Did you come to a border or point of no return? I came to a barrier that I was not permitted to cross; or was sent back against my will
God, Spiritual and Religion:
What was your religion prior to your experience? Conservative/fundamentalist I knew there was a God and Jesus. I strongly believed it but hadn't attended church in years
Have your religious practices changed since your experience? No I never thought we were alone or not supported by the other side.
What is your religion now? Moderate Same as above
Did you have a change in your values and beliefs because of your experience? No I never thought we were alone or not supported by the other side.
The experience included: Presence of unearthly beings
Did you seem to encounter a mystical being or presence, or hear an unidentifiable voice? I encountered a definite being, or a voice clearly of mystical or unearthly origin
Did you see deceased or religious spirits? I actually saw them
Concerning our Earthly lives other than Religion:
During your experience, did you gain special knowledge or information about your purpose? Uncertain I felt like I knew what was ahead but was blissfully unaware of it.
Have your relationships changed specifically because of your experience? Yes I used to be a stubborn spontaneous teenager and now I never think of myself - I always put others first to a fault. My health suffers.
After the NDE:
Was the experience difficult to express in words? No
Do you have any psychic, non-ordinary or other special gifts after your experience that you did not have before the experience? Uncertain I was always sensitive to people's emotions and as a child would routinely see my relatives who had passed visiting me at night. After this event I have had many premonitions that have come to pass over many years with scary accuracy.
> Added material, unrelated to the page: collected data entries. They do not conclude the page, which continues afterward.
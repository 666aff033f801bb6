//! Bounded connection registries.
//!
//! Each protocol adapter keeps its live connections in a [`Registry`]: a
//! mutex-guarded map from endpoint key to entry, with a hard capacity bound.
//! Capacity exhaustion fails fast, it never blocks, and there is no eviction:
//! entries live until closed explicitly.
//!
//! Entries are wrapped in `Arc<tokio::sync::Mutex<_>>` so a worker can
//! reserve one with a short registry lock, then perform socket I/O holding
//! only the entry's own async lock.

use std::collections::HashMap;
use std::hash::Hash;
use std::sync::Arc;

use parking_lot::Mutex;

use crate::error::{Error, Result};

pub type Entry<V> = Arc<tokio::sync::Mutex<V>>;

pub struct Registry<K, V> {
    name: &'static str,
    capacity: usize,
    entries: Mutex<HashMap<K, Entry<V>>>,
}

impl<K, V> Registry<K, V>
where
    K: Eq + Hash + Clone,
{
    pub fn new(name: &'static str, capacity: usize) -> Self {
        Self { name, capacity, entries: Mutex::new(HashMap::new()) }
    }

    pub fn find(&self, key: &K) -> Option<Entry<V>> {
        self.entries.lock().get(key).cloned()
    }

    /// Insert a fresh entry, failing fast when the registry is full or the
    /// key is already present.
    pub fn create(&self, key: K, value: V) -> Result<Entry<V>> {
        let mut entries = self.entries.lock();
        if entries.contains_key(&key) {
            return Err(Error::InvalidArgument(format!(
                "{} registry already holds this endpoint",
                self.name
            )));
        }
        if entries.len() >= self.capacity {
            return Err(Error::CapacityExceeded(format!(
                "{} registry is full ({} entries)",
                self.name, self.capacity
            )));
        }
        let entry = Arc::new(tokio::sync::Mutex::new(value));
        entries.insert(key, Arc::clone(&entry));
        Ok(entry)
    }

    /// Find an entry or create it with `init`, atomically under the registry
    /// lock. The lock is held only for the map operation, never while the
    /// entry's value is used.
    pub fn find_or_create(&self, key: &K, init: impl FnOnce() -> V) -> Result<Entry<V>> {
        let mut entries = self.entries.lock();
        if let Some(entry) = entries.get(key) {
            return Ok(Arc::clone(entry));
        }
        if entries.len() >= self.capacity {
            return Err(Error::CapacityExceeded(format!(
                "{} registry is full ({} entries)",
                self.name, self.capacity
            )));
        }
        let entry = Arc::new(tokio::sync::Mutex::new(init()));
        entries.insert(key.clone(), Arc::clone(&entry));
        Ok(entry)
    }

    /// Remove an entry. Idempotent: removing an absent key is a no-op.
    /// Dropping the returned `Arc` releases the transport handle it owns.
    pub fn remove(&self, key: &K) -> Option<Entry<V>> {
        self.entries.lock().remove(key)
    }

    pub fn len(&self) -> usize {
        self.entries.lock().len()
    }

    pub fn is_empty(&self) -> bool {
        self.entries.lock().is_empty()
    }

    pub fn clear(&self) {
        self.entries.lock().clear();
    }
}

#[cfg(test)]
mod tests {
    use super::*;

    #[test]
    fn test_capacity_fails_fast() {
        let reg: Registry<u32, &str> = Registry::new("test", 2);
        reg.create(1, "a").unwrap();
        reg.create(2, "b").unwrap();
        let err = reg.create(3, "c").unwrap_err();
        assert!(matches!(err, Error::CapacityExceeded(_)));
        assert_eq!(reg.len(), 2);
    }

    #[test]
    fn test_remove_idempotent() {
        let reg: Registry<u32, &str> = Registry::new("test", 4);
        reg.create(1, "a").unwrap();
        assert!(reg.remove(&1).is_some());
        assert!(reg.remove(&1).is_none());
        assert!(reg.is_empty());
    }

    #[tokio::test]
    async fn test_find_or_create_reuses() {
        let reg: Registry<String, u32> = Registry::new("test", 4);
        let a = reg.find_or_create(&"k".to_string(), || 7).unwrap();
        let b = reg.find_or_create(&"k".to_string(), || 99).unwrap();
        assert_eq!(*b.lock().await, 7);
        assert!(Arc::ptr_eq(&a, &b));
    }
}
Are there one or several parts of your experience that are especially meaningful or significant to you? The touch of the hand stands out most of all - the light seemed to explode or expand exponentially and I awoke in my body.
Have you ever shared this experience with others? Yes Only people I feel closest to which are very few, my brother turned away from drugs and alcohol as a result and my best friend is very open to taking any advice or experiences I have regarding premonitions and very rarely experiencing loved ones who passed. I see lights orbs, and hear the odd sentence relating to friends.
Did you have any knowledge of near death experience (NDE) prior to your experience? Yes Heard things growing up.
What did you believe about the reality of your experience shortly (days to weeks) after it happened? Experience was definitely real There was no doubt in my mind - I never suffered.
What do you believe about the reality of your experience now? Experience was definitely real It was more real than anything I have ever experienced here on earth I feel like that is home and this is the dream.
At any time in your life, has anything ever reproduced any part of the experience? No
Is there anything else that you would like to add about your experience? I have never felt anything more pure than the experience. NEVER. I have given birth three times and even that pales in comparison to this moment.
Are there any other questions that we could ask to help you communicate your experience? No.